Janeth Mackenzie, Planning and Compliance Manager, Green Triangle Forests, explains,

“We wanted to build a relationship with local First Nations communities and approached Burrandies to work with us to restore Hood’s Drift.

We have been working on the site with Burrandies and the Limestone Coast Landscape Board ever since, and we’ve developed a meaningful connection based on trust and respect.“

Limestone Coast Landscape Board First Nations partnerships Coordinator David new, Burrandies Acting CEO Tara Bonney, and the Burrandies team with Uncle Doug Nicholls at Hood’s Drift

The restoration journey

In December 2020 Hood’s Drift was crowded with non-native pine wildlings and the site was difficult to access, so we began making restoration plans.

Guided by Burrandies’ Cultural Heritage Assessment and recommendations, we have since worked together on controlled burns to clear felled wildlings, establish a 10-metre fire break around the site, and delineate Hood’s Drift from the surrounding plantation.

Discussions about how best to safely remove the stand of Pinaster Pines without disturbing the site are ongoing as we manage the site together. The restoration of Hood’s Drift represents a unique collaboration between OneFortyOne and our community partners, united by a common goal to return this important area to its natural state.

Protecting significant sites

To ensure that culturally significant sites within our forests are recognised and protected, OneFortyOne complies with a range of statutory, regulatory and certification requirements.

OneFortyOne’s obligations under the Responsible Wood Certification (Australian and New Zealand Standard for Sustainable Forest Management AS/NZ 4708-2021) include:

  • identifying, protecting and maintaining cultural, religious, spiritual and social heritage places and values.
  • identifying and respecting the rights, responsibilities and values of Indigenous peoples.
  • consulting with the relevant Indigenous peoples.
  • allowing existing legal and traditional uses of the forest.
  • identifying and applying Traditional Knowledge, Experience, Innovation and Practices, where appropriate.
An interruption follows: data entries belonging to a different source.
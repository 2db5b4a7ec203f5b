//! Common test utilities for integration tests.
//!
//! This module provides helper functions and fixture builders for testing
//! the pathmode library.

use std::env;
use std::fs;
use std::path::{Path, PathBuf};
use std::sync::Arc;

use pathmode::config::environment::{
    ENV_APP_ROOT, ENV_CONTAINER_PROJECT_ROOT, ENV_CONTAINER_WORKSPACE_ROOT,
    ENV_DEBUG_PATH_DETECTION, ENV_FILE_PATH_MODE, ENV_HOST_WORKSPACE_ROOT, ENV_PROJECT_ANCHORS,
};
use pathmode::detect::StaticProbe;
use pathmode::{Config, OverrideMode, PathRuntime};

/// RAII guard for setting and restoring environment variables.
///
/// Note: Tests using environment variables should not run in parallel.
/// Use the `#[serial]` attribute.
#[allow(dead_code)]
pub struct EnvGuard {
    key: String,
    old_value: Option<String>,
}

#[allow(dead_code)]
impl EnvGuard {
    pub fn new(key: &str, value: &str) -> Self {
        let old_value = env::var(key).ok();
        env::set_var(key, value);
        Self {
            key: key.to_string(),
            old_value,
        }
    }

    /// Create a guard that removes the env var.
    pub fn remove(key: &str) -> Self {
        let old_value = env::var(key).ok();
        env::remove_var(key);
        Self {
            key: key.to_string(),
            old_value,
        }
    }
}

impl Drop for EnvGuard {
    fn drop(&mut self) {
        match &self.old_value {
            Some(val) => env::set_var(&self.key, val),
            None => env::remove_var(&self.key),
        }
    }
}

/// Clears every `MCP_*` variable pathmode reads, restoring them on drop.
#[allow(dead_code)]
pub fn clear_mcp_env_vars() -> Vec<EnvGuard> {
    [
        ENV_FILE_PATH_MODE,
        ENV_DEBUG_PATH_DETECTION,
        ENV_CONTAINER_PROJECT_ROOT,
        ENV_CONTAINER_WORKSPACE_ROOT,
        ENV_HOST_WORKSPACE_ROOT,
        ENV_PROJECT_ANCHORS,
        ENV_APP_ROOT,
    ]
    .iter()
    .map(|k| EnvGuard::remove(k))
    .collect()
}

/// Writes a config file and returns its path.
#[allow(dead_code)]
pub fn write_config(dir: &Path, filename: &str, content: &str) -> PathBuf {
    let path = dir.join(filename);
    fs::write(&path, content).unwrap();
    path
}

/// A runtime forced into containerized mode over an empty probe.
#[allow(dead_code)]
pub fn container_runtime(config: Config) -> PathRuntime {
    let config = Config {
        mode: Some(OverrideMode::Docker),
        ..config
    };
    PathRuntime::with_probe(config, Arc::new(StaticProbe::new()))
}

/// The default configuration with a host workspace root.
#[allow(dead_code)]
pub fn config_with_workspace(host_root: &str) -> Config {
    Config {
        host_workspace_root: Some(host_root.to_string()),
        ..Config::with_defaults()
    }
}
//! Common test utilities for CLI integration tests.
//!
//! Every command runs from a fresh temporary directory with its own data
//! directory and no `MCP_*` variables, so the host's configuration never
//! leaks into a test.

use assert_cmd::Command;
use std::path::{Path, PathBuf};
use tempfile::TempDir;

/// Environment variables the library reads.
const MCP_ENV_VARS: [&str; 7] = [
    "MCP_FILE_PATH_MODE",
    "MCP_DEBUG_PATH_DETECTION",
    "MCP_CONTAINER_PROJECT_ROOT",
    "MCP_CONTAINER_WORKSPACE_ROOT",
    "MCP_HOST_WORKSPACE_ROOT",
    "MCP_PROJECT_ANCHORS",
    "MCP_APP_ROOT",
];

/// Test environment with isolated working and data directories.
pub struct TestEnv {
    /// Temporary directory (kept alive for the duration of the test)
    #[allow(dead_code)]
    temp_dir: TempDir,
    /// Path to the temporary directory, used as the working directory
    pub temp_path: PathBuf,
    /// Path to the pathmode data directory
    pub data_dir: PathBuf,
}

#[allow(dead_code)]
impl TestEnv {
    /// Create a new test environment.
    pub fn new() -> Self {
        let temp_dir = tempfile::tempdir().expect("Failed to create temp dir");
        let temp_path = temp_dir.path().to_path_buf();
        let data_dir = temp_path.join("pathmode-data");
        std::fs::create_dir_all(&data_dir).expect("Failed to create data dir");

        Self {
            temp_dir,
            temp_path,
            data_dir,
        }
    }

    /// Get a command with a scrubbed environment but no `--data-dir`.
    pub fn command_bare(&self) -> Command {
        let mut cmd = Command::cargo_bin("pathmode").expect("Failed to find pathmode binary");
        cmd.current_dir(&self.temp_path);
        cmd.env_remove("PATHMODE_DATA_DIR");
        cmd.env_remove("PATHMODE_LOG_MODE");
        for var in MCP_ENV_VARS {
            cmd.env_remove(var);
        }
        cmd
    }

    /// Get a command with the data directory pre-configured.
    pub fn command(&self) -> Command {
        let mut cmd = self.command_bare();
        cmd.arg("--data-dir").arg(&self.data_dir);
        cmd
    }

    /// Get a command forced into containerized mode.
    pub fn container_command(&self) -> Command {
        let mut cmd = self.command();
        cmd.arg("--mode").arg("docker");
        cmd
    }

    /// Get the temp path.
    pub fn path(&self) -> &Path {
        &self.temp_path
    }

    /// Write a file under the temporary directory and return its path.
    pub fn write_file(&self, name: &str, contents: &str) -> PathBuf {
        let path = self.temp_path.join(name);
        std::fs::write(&path, contents).expect("Failed to write test file");
        path
    }

    /// Run a command and return its stdout, asserting success.
    pub fn stdout_of(mut cmd: Command) -> String {
        let output = cmd.output().expect("Failed to run pathmode");
        assert!(
            output.status.success(),
            "pathmode failed: {}",
            String::from_utf8_lossy(&output.stderr)
        );
        String::from_utf8(output.stdout).expect("Invalid UTF-8 in output")
    }
}

impl Default for TestEnv {
    fn default() -> Self {
        Self::new()
    }
}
OneFortyOne complies with the following legislation relating to registered Aboriginal Cultural Heritage Sites:

  • Aboriginal and Torres Strait Islander Heritage Protection Regulations 1984
  • Aboriginal Heritage Act 1988 (South Australia)
  • Aboriginal Heritage Regulations 2017 (South Australia)
  • Aboriginal Heritage Act 2006 (Victoria)
  • Aboriginal Heritage Regulations 2018 (Victoria)
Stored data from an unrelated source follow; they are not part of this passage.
//! Configuration schema definitions.
//!
//! This module defines the configuration structure for pathmode: the
//! detection override and debug flag, the container mount points, the host
//! workspace root, and the project anchor tokens.

use serde::{Deserialize, Serialize};
use std::path::PathBuf;

use crate::detect::{DetectionSettings, OverrideMode, DEFAULT_APP_ROOT};
use crate::path::{
    ConversionContext, ProjectAnchor, DEFAULT_CONTAINER_PROJECT_ROOT,
    DEFAULT_CONTAINER_WORKSPACE_ROOT,
};
use crate::ExecutionMode;

/// Complete configuration structure.
///
/// Every field is optional so that sources can be layered; unset fields fall
/// back to built-in defaults when the configuration is turned into detection
/// settings or a conversion context.
///
/// # Examples
///
/// ```
/// use pathmode::config::Config;
/// use pathmode::OverrideMode;
///
/// let config = Config {
///     mode: Some(OverrideMode::Docker),
///     container_project_root: Some("/srv/code".to_string()),
///     ..Default::default()
/// };
/// assert_eq!(config.effective_container_project_root(), "/srv/code");
/// assert_eq!(config.effective_container_workspace_root(), "/workspace");
/// ```
#[derive(Debug, Clone, Deserialize, Serialize, Default, PartialEq, Eq)]
#[serde(deny_unknown_fields)]
pub struct Config {
    /// Detection override: `auto`, `docker`, or `local`.
    #[serde(skip_serializing_if = "Option::is_none")]
    pub mode: Option<OverrideMode>,

    /// Record detection evidence and log conversion fallbacks.
    #[serde(skip_serializing_if = "Option::is_none")]
    pub debug: Option<bool>,

    /// Where the project is mounted inside the container.
    #[serde(skip_serializing_if = "Option::is_none")]
    pub container_project_root: Option<String>,

    /// Where the external workspace is mounted inside the container.
    #[serde(skip_serializing_if = "Option::is_none")]
    pub container_workspace_root: Option<String>,

    /// Host directory that is mounted at the container workspace root.
    #[serde(skip_serializing_if = "Option::is_none")]
    pub host_workspace_root: Option<String>,

    /// Directory names marking where a project begins in a host path.
    #[serde(skip_serializing_if = "Option::is_none")]
    pub project_anchors: Option<Vec<String>>,

    /// Container application root used by the working-directory heuristic.
    #[serde(skip_serializing_if = "Option::is_none")]
    pub app_root: Option<String>,
}

impl Config {
    /// A configuration with every field set to its built-in default.
    #[must_use]
    pub fn with_defaults() -> Self {
        Self {
            mode: Some(OverrideMode::Auto),
            debug: Some(false),
            container_project_root: Some(DEFAULT_CONTAINER_PROJECT_ROOT.to_string()),
            container_workspace_root: Some(DEFAULT_CONTAINER_WORKSPACE_ROOT.to_string()),
            host_workspace_root: None,
            project_anchors: Some(
                ProjectAnchor::DEFAULT_TOKENS
                    .iter()
                    .map(ToString::to_string)
                    .collect(),
            ),
            app_root: Some(DEFAULT_APP_ROOT.to_string()),
        }
    }

    /// The effective override mode.
    #[must_use]
    pub fn effective_mode(&self) -> OverrideMode {
        self.mode.unwrap_or_default()
    }

    /// Whether debug recording is enabled.
    #[must_use]
    pub fn effective_debug(&self) -> bool {
        self.debug.unwrap_or(false)
    }

    /// The effective container project root.
    #[must_use]
    pub fn effective_container_project_root(&self) -> &str {
        self.container_project_root
            .as_deref()
            .unwrap_or(DEFAULT_CONTAINER_PROJECT_ROOT)
    }

    /// The effective container workspace root.
    #[must_use]
    pub fn effective_container_workspace_root(&self) -> &str {
        self.container_workspace_root
            .as_deref()
            .unwrap_or(DEFAULT_CONTAINER_WORKSPACE_ROOT)
    }

    /// The effective project anchors.
    #[must_use]
    pub fn effective_anchor(&self) -> ProjectAnchor {
        match &self.project_anchors {
            Some(tokens) => ProjectAnchor::new(tokens),
            None => ProjectAnchor::default(),
        }
    }

    /// Settings for the mode detector.
    #[must_use]
    pub fn detection_settings(&self) -> DetectionSettings {
        DetectionSettings {
            override_mode: self.effective_mode(),
            debug: self.effective_debug(),
            app_root: PathBuf::from(self.app_root.as_deref().unwrap_or(DEFAULT_APP_ROOT)),
        }
    }

    /// A conversion context for `mode` built from this configuration.
    #[must_use]
    pub fn conversion_context(&self, mode: ExecutionMode) -> ConversionContext {
        ConversionContext::new(
            mode,
            self.effective_container_project_root(),
            self.effective_container_workspace_root(),
        )
        .with_host_workspace_root(self.host_workspace_root.clone())
    }
}

#[cfg(test)]
mod tests {
    use super::*;

    #[test]
    fn test_deserialize_full_config() {
        let yaml = r"
mode: docker
debug: true
container_project_root: /srv/code
container_workspace_root: /data
host_workspace_root: 'C:\Users\G\external'
project_anchors:
  - repo
  - zen-mcp-server
app_root: /srv
";
        let config: Config = serde_yaml::from_str(yaml).unwrap();
        assert_eq!(config.mode, Some(OverrideMode::Docker));
        assert_eq!(config.debug, Some(true));
        assert_eq!(config.container_project_root.as_deref(), Some("/srv/code"));
        assert_eq!(config.host_workspace_root.as_deref(), Some(r"C:\Users\G\external"));
        assert_eq!(config.effective_anchor().tokens(), ["repo", "zen-mcp-server"]);

        let settings = config.detection_settings();
        assert_eq!(settings.override_mode, OverrideMode::Docker);
        assert!(settings.debug);
        assert_eq!(settings.app_root, PathBuf::from("/srv"));
    }

    #[test]
    fn test_unknown_field_rejected() {
        let result: Result<Config, _> = serde_yaml::from_str("ports: 5000\n");
        assert!(result.is_err());
    }

    #[test]
    fn test_invalid_mode_rejected() {
        let result: Result<Config, _> = serde_yaml::from_str("mode: container\n");
        assert!(result.is_err());
    }

    #[test]
    fn test_empty_config_uses_defaults() {
        let config = Config::default();
        assert_eq!(config.effective_mode(), OverrideMode::Auto);
        assert!(!config.effective_debug());
        assert_eq!(config.effective_container_project_root(), "/app/project");
        assert_eq!(config.effective_anchor(), ProjectAnchor::default());
        assert_eq!(config.detection_settings(), DetectionSettings::default());
    }

    #[test]
    fn test_with_defaults_matches_effective_values() {
        let explicit = Config::with_defaults();
        let implicit = Config::default();
        assert_eq!(explicit.detection_settings(), implicit.detection_settings());
        assert_eq!(
            explicit.conversion_context(ExecutionMode::Containerized),
            implicit.conversion_context(ExecutionMode::Containerized)
        );
        assert_eq!(explicit.effective_anchor(), implicit.effective_anchor());
    }

    #[test]
    fn test_conversion_context() {
        let config = Config {
            container_project_root: Some("/srv/code/".to_string()),
            host_workspace_root: Some("/home/u/ext".to_string()),
            ..Default::default()
        };
        let ctx = config.conversion_context(ExecutionMode::Containerized);
        assert_eq!(ctx.container_project_root(), "/srv/code");
        assert_eq!(ctx.container_workspace_root(), "/workspace");
        assert_eq!(ctx.host_workspace_root(), Some("/home/u/ext"));
    }

    #[test]
    fn test_serialize_skips_unset_fields() {
        let config = Config {
            debug: Some(true),
            ..Default::default()
        };
        let yaml = serde_yaml::to_string(&config).unwrap();
        assert_eq!(yaml.trim(), "debug: true");
    }
}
OneFortyOne acknowledges the Traditional Custodians of Country throughout Australia and their deep connections to land, water, and community. We pay our respect to Elders past and present and extend that respect to all First Nations people today.

In Aotearoa New Zealand, Māori communities have a strong spiritual connection between people and the land – the wellbeing of one sustains the wellbeing of the other. We strive to build meaningful relationships with iwi as tangata whenua (people of the land/region), to be responsible intergenerational kaitiaki (stewards/guardians) of the land where our forests grow.